§ **Task prompt**
Look for the word "ready" in the data below, and copy every line that holds it.

Stored data entries:

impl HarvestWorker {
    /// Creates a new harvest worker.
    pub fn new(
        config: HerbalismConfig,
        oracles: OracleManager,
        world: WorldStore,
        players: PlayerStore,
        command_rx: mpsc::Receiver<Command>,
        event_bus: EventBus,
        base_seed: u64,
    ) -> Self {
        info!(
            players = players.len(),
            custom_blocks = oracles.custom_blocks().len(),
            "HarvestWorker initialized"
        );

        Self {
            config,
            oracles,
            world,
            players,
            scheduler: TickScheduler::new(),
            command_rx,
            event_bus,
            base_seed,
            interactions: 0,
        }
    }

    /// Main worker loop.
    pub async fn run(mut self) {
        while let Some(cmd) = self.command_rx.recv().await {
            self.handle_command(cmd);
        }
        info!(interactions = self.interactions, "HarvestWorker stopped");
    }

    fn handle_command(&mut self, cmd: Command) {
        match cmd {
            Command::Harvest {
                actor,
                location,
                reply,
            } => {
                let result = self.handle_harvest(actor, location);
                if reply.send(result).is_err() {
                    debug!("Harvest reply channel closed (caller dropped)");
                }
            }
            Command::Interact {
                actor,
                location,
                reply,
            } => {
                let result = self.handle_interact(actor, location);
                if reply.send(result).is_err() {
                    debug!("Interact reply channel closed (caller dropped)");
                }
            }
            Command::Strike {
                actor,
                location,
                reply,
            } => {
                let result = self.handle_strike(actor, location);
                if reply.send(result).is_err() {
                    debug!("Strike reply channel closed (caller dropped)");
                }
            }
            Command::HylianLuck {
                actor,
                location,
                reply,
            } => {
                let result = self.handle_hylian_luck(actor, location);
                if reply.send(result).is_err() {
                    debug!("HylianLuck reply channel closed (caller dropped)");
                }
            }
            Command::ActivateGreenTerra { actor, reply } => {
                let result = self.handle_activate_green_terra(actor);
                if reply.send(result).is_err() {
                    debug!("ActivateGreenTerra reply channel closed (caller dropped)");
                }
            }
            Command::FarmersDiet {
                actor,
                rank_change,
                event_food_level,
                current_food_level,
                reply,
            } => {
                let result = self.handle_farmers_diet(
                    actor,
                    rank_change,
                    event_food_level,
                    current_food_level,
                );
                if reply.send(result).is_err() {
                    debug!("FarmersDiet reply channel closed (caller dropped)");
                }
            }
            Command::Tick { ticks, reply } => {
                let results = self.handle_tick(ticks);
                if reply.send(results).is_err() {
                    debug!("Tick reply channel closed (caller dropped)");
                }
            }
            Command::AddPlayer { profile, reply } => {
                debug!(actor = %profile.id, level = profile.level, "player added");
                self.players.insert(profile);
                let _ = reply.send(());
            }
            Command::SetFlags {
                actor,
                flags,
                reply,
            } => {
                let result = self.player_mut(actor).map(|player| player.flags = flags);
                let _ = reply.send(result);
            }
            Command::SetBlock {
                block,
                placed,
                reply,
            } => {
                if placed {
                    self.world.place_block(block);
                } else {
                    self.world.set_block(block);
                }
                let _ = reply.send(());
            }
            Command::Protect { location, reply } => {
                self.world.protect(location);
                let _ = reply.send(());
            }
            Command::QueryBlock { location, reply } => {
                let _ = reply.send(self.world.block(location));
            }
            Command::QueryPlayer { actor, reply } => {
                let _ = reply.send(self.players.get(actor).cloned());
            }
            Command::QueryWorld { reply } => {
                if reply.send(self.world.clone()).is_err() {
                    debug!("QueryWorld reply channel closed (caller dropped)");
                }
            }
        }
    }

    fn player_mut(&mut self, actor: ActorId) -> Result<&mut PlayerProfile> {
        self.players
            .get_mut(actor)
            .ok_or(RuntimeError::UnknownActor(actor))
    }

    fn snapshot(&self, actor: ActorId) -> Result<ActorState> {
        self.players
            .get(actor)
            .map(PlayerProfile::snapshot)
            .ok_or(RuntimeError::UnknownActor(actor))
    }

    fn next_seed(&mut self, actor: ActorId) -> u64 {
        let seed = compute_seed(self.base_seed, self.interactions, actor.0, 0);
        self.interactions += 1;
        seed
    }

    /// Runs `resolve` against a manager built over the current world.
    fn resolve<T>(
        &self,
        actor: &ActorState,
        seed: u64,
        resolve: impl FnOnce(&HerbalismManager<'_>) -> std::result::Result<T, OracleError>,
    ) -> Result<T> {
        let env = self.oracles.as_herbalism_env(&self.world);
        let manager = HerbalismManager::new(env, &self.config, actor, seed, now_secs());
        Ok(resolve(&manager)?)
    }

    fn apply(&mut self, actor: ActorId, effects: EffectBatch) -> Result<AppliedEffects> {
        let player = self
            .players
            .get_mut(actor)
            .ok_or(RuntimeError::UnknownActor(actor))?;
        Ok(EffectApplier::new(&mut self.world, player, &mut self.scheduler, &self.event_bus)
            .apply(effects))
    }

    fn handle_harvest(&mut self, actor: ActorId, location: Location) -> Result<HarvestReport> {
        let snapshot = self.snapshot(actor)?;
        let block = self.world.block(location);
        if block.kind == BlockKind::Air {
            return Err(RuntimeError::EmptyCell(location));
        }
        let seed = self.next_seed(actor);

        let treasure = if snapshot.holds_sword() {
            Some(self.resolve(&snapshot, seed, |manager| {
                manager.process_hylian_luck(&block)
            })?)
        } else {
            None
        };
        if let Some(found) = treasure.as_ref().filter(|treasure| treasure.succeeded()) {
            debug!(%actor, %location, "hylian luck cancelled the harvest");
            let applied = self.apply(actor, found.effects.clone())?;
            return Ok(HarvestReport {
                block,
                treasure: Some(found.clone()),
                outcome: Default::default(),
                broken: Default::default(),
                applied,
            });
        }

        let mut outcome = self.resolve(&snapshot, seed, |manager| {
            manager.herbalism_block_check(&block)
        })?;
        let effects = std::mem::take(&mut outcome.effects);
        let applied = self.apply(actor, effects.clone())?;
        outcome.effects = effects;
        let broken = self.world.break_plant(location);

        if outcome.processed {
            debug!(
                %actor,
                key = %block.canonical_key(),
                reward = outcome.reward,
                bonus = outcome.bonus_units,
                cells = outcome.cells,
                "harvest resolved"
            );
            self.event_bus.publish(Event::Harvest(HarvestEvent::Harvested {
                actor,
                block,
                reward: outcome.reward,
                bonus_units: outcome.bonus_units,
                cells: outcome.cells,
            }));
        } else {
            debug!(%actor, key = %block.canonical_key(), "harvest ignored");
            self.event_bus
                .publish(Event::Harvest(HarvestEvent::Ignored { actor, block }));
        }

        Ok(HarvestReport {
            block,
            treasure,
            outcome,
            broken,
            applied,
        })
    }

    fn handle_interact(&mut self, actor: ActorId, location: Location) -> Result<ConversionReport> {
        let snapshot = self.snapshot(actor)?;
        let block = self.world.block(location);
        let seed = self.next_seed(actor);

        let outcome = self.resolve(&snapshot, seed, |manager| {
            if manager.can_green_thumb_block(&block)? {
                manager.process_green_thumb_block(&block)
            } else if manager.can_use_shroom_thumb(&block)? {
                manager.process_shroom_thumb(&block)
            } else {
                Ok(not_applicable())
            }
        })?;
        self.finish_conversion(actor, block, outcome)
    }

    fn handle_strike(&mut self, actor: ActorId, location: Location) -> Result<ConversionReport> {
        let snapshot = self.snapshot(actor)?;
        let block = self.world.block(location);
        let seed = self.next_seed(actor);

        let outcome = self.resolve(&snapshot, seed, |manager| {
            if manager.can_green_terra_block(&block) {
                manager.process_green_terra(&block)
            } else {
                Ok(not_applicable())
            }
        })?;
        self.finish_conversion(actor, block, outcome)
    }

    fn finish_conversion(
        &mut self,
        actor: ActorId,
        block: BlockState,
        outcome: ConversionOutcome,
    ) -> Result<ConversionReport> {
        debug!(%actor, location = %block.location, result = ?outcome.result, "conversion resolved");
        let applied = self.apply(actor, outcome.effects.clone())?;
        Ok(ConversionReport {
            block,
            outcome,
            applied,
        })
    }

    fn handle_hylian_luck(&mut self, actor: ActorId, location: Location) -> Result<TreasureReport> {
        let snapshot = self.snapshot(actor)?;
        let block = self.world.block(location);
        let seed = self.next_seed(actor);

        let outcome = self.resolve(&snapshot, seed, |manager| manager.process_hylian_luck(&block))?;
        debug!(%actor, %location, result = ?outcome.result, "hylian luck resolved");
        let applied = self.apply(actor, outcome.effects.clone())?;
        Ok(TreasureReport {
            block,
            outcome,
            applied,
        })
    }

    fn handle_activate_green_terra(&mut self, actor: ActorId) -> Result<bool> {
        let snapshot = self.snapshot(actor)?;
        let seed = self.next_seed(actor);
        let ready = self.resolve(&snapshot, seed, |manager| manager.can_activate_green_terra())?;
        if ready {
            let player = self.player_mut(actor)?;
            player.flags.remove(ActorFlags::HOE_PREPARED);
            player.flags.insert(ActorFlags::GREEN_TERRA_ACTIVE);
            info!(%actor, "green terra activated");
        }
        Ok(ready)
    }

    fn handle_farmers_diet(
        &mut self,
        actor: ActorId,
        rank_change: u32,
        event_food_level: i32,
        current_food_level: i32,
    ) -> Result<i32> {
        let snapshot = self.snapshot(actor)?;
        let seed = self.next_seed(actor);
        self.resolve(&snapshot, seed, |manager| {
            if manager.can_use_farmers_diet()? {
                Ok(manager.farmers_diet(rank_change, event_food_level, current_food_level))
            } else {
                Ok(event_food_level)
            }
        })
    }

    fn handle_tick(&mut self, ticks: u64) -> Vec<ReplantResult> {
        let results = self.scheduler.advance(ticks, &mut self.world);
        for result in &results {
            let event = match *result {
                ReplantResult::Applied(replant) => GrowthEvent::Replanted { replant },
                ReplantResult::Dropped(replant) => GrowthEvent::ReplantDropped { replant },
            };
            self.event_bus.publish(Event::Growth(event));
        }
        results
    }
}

§ **Response to this task**
        let ready = self.resolve(&snapshot, seed, |manager| manager.can_activate_green_terra())?;
        if ready {
        Ok(ready)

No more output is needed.